## WORK REQUEST
Which lines of the records below contain the word "TRANSACTION"? Copy each of them out.

Stored items:
//! Statement normalization and classification
//!
//! Raw statement text is cleaned (comments stripped, whitespace collapsed,
//! trailing semicolons dropped) and then classified by its leading words.

use std::fmt;

use serde::{Deserialize, Serialize};

use crate::error::{Error, Result};

/// Kind of statement, decided from the leading words of the text
#[derive(Debug, Clone, Copy, PartialEq, Eq, Hash, Serialize, Deserialize)]
pub enum StatementKind {
    Select,
    CreateTable,
    Insert,
    Update,
    Delete,
    DropTable,
    ShowTables,
    Describe,
    AlterTable,
    TruncateTable,
    CreateDatabase,
    DropDatabase,
    Use,
    ShowDatabases,
    Explain,
    CreateIndex,
    DropIndex,
    Begin,
    Commit,
    Rollback,
}

use StatementKind::*;

/// Leading-word patterns, most specific first within each verb.
const PATTERNS: &[(&[&str], StatementKind)] = &[
    (&["SELECT"], Select),
    (&["CREATE", "TABLE"], CreateTable),
    (&["INSERT", "INTO"], Insert),
    (&["UPDATE"], Update),
    (&["DELETE", "FROM"], Delete),
    (&["DROP", "TABLE"], DropTable),
    (&["SHOW", "TABLES"], ShowTables),
    (&["DESCRIBE"], Describe),
    (&["DESC"], Describe),
    (&["ALTER", "TABLE"], AlterTable),
    (&["TRUNCATE", "TABLE"], TruncateTable),
    (&["CREATE", "DATABASE"], CreateDatabase),
    (&["CREATE", "SCHEMA"], CreateDatabase),
    (&["DROP", "DATABASE"], DropDatabase),
    (&["DROP", "SCHEMA"], DropDatabase),
    (&["USE"], Use),
    (&["SHOW", "DATABASES"], ShowDatabases),
    (&["SHOW", "SCHEMAS"], ShowDatabases),
    (&["EXPLAIN"], Explain),
    (&["CREATE", "UNIQUE", "INDEX"], CreateIndex),
    (&["CREATE", "INDEX"], CreateIndex),
    (&["DROP", "INDEX"], DropIndex),
    (&["BEGIN"], Begin),
    (&["START", "TRANSACTION"], Begin),
    (&["COMMIT"], Commit),
    (&["ROLLBACK"], Rollback),
];

/// Verbs listed in `UnsupportedStatementType` errors
pub const SUPPORTED_STATEMENTS: &str = "SELECT, CREATE TABLE, INSERT INTO, UPDATE, DELETE FROM, \
DROP TABLE, SHOW TABLES, DESCRIBE, ALTER TABLE, TRUNCATE TABLE, CREATE DATABASE, DROP DATABASE, \
USE, SHOW DATABASES, EXPLAIN, CREATE INDEX, DROP INDEX, BEGIN, COMMIT, ROLLBACK";

impl StatementKind {
    /// The verb reported as `queryType`
    pub fn as_str(&self) -> &'static str {
        match self {
            Select => "SELECT",
            CreateTable => "CREATE TABLE",
            Insert => "INSERT",
            Update => "UPDATE",
            Delete => "DELETE",
            DropTable => "DROP TABLE",
            ShowTables => "SHOW TABLES",
            Describe => "DESCRIBE",
            AlterTable => "ALTER TABLE",
            TruncateTable => "TRUNCATE TABLE",
            CreateDatabase => "CREATE DATABASE",
            DropDatabase => "DROP DATABASE",
            Use => "USE",
            ShowDatabases => "SHOW DATABASES",
            Explain => "EXPLAIN",
            CreateIndex => "CREATE INDEX",
            DropIndex => "DROP INDEX",
            Begin => "BEGIN",
            Commit => "COMMIT",
            Rollback => "ROLLBACK",
        }
    }

    /// Whether a successful statement of this kind changes persisted state
    pub fn is_mutation(&self) -> bool {
        matches!(
            self,
            CreateTable
                | DropTable
                | AlterTable
                | TruncateTable
                | Insert
                | Update
                | Delete
                | CreateDatabase
                | DropDatabase
                | CreateIndex
                | DropIndex
        )
    }
}

impl fmt::Display for StatementKind {
    fn fmt(&self, f: &mut fmt::Formatter<'_>) -> fmt::Result {
        f.write_str(self.as_str())
    }
}

/// Strip comments, collapse whitespace and drop trailing semicolons.
///
/// Quoted text is preserved verbatim.
pub fn normalize(input: &str) -> Result<String> {
    let statement = clean(input, false).pop().unwrap_or_default();
    if statement.is_empty() {
        return Err(Error::EmptyStatement);
    }
    Ok(statement)
}

/// Split a batch on top-level semicolons into normalized, non-empty statements.
pub fn split_statements(input: &str) -> Vec<String> {
    clean(input, true)
        .into_iter()
        .filter(|s| !s.is_empty())
        .collect()
}

/// Classify a normalized statement by its leading words.
pub fn classify(statement: &str) -> Result<StatementKind> {
    if statement.trim().is_empty() {
        return Err(Error::EmptyStatement);
    }

    let upper = statement.to_uppercase();
    let words: Vec<&str> = upper
        .split(|c: char| !(c.is_alphanumeric() || c == '_'))
        .filter(|w| !w.is_empty())
        .take(3)
        .collect();

    PATTERNS
        .iter()
        .find(|(prefix, _)| words.len() >= prefix.len() && words.iter().zip(prefix.iter()).all(|(w, p)| w == p))
        .map(|(_, kind)| *kind)
        .ok_or_else(|| Error::UnsupportedStatementType(SUPPORTED_STATEMENTS.to_string()))
}

/// Single pass over the input that removes comments and collapses
/// whitespace outside quotes, optionally splitting on `;`.
fn clean(input: &str, split: bool) -> Vec<String> {
    let mut statements = Vec::new();
    let mut current = String::new();
    let mut quote: Option<char> = None;
    let mut chars = input.chars().peekable();

    while let Some(c) = chars.next() {
        if let Some(q) = quote {
            current.push(c);
            if c == '\\' && q != '`' {
                if let Some(next) = chars.next() {
                    current.push(next);
                }
            } else if c == q {
                quote = None;
            }
            continue;
        }

        match c {
            '\'' | '"' | '`' => {
                quote = Some(c);
                current.push(c);
            }
            '-' if chars.peek() == Some(&'-') => {
                for next in chars.by_ref() {
                    if next == '\n' {
                        break;
                    }
                }
                push_space(&mut current);
            }
            '/' if chars.peek() == Some(&'*') => {
                chars.next();
                let mut prev = '\0';
                for next in chars.by_ref() {
                    if prev == '*' && next == '/' {
                        break;
                    }
                    prev = next;
                }
                push_space(&mut current);
            }
            ';' if split => {
                statements.push(finish(&current));
                current.clear();
            }
            c if c.is_whitespace() => push_space(&mut current),
            c => current.push(c),
        }
    }

    statements.push(finish(&current));
    statements
}

fn push_space(s: &mut String) {
    if !s.is_empty() && !s.ends_with(' ') {
        s.push(' ');
    }
}

fn finish(s: &str) -> String {
    let mut trimmed = s.trim();
    while let Some(stripped) = trimmed.strip_suffix(';') {
        trimmed = stripped.trim_end();
    }
    trimmed.to_string()
}

#[cfg(test)]
mod tests {
    use super::*;

    #[test]
    fn test_normalize() {
        let sql = "  SELECT *\n\tFROM users -- all of them\n WHERE /* note */ name = 'a  -- b' ;; ";
        assert_eq!(
            normalize(sql).unwrap(),
            "SELECT * FROM users WHERE name = 'a  -- b'"
        );
    }

    #[test]
    fn test_normalize_empty() {
        assert!(matches!(normalize("  -- nothing\n ;"), Err(Error::EmptyStatement)));
        assert!(matches!(normalize("/* */"), Err(Error::EmptyStatement)));
    }

    #[test]
    fn test_split_statements() {
        let batch = "INSERT INTO t VALUES ('a;b'); SELECT * FROM t;\n-- done\n";
        assert_eq!(
            split_statements(batch),
            vec!["INSERT INTO t VALUES ('a;b')", "SELECT * FROM t"]
        );
    }

    #[test]
    fn test_classify_prefixes() {
        assert_eq!(classify("select * from t").unwrap(), Select);
        assert_eq!(classify("CREATE TABLE t (id INT)").unwrap(), CreateTable);
        assert_eq!(classify("CREATE DATABASE shop").unwrap(), CreateDatabase);
        assert_eq!(classify("CREATE INDEX i ON t (a)").unwrap(), CreateIndex);
        assert_eq!(classify("CREATE UNIQUE INDEX i ON t (a)").unwrap(), CreateIndex);
        assert_eq!(classify("DESC users").unwrap(), Describe);
        assert_eq!(classify("DESCRIBE users").unwrap(), Describe);
        assert_eq!(classify("START TRANSACTION").unwrap(), Begin);
        assert_eq!(classify("SHOW DATABASES").unwrap(), ShowDatabases);
        assert_eq!(classify("USE shop").unwrap(), Use);
        assert_eq!(classify("UPDATE t SET a = 1").unwrap(), Update);
    }

    #[test]
    fn test_classify_needs_whole_words() {
        assert!(matches!(
            classify("USER foo"),
            Err(Error::UnsupportedStatementType(_))
        ));
        assert!(matches!(
            classify("SELECTED x"),
            Err(Error::UnsupportedStatementType(_))
        ));
    }

    #[test]
    fn test_classify_unknown() {
        let err = classify("FOOBAR x").unwrap_err();
        assert!(err.to_string().contains("CREATE TABLE"));
    }

    #[test]
    fn test_mutating_kinds() {
        assert!(Insert.is_mutation());
        assert!(TruncateTable.is_mutation());
        assert!(!Select.is_mutation());
        assert!(!Use.is_mutation());
    }
}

## SOLUTION TO THIS TASK
    (&["START", "TRANSACTION"], Begin),
        assert_eq!(classify("START TRANSACTION").unwrap(), Begin);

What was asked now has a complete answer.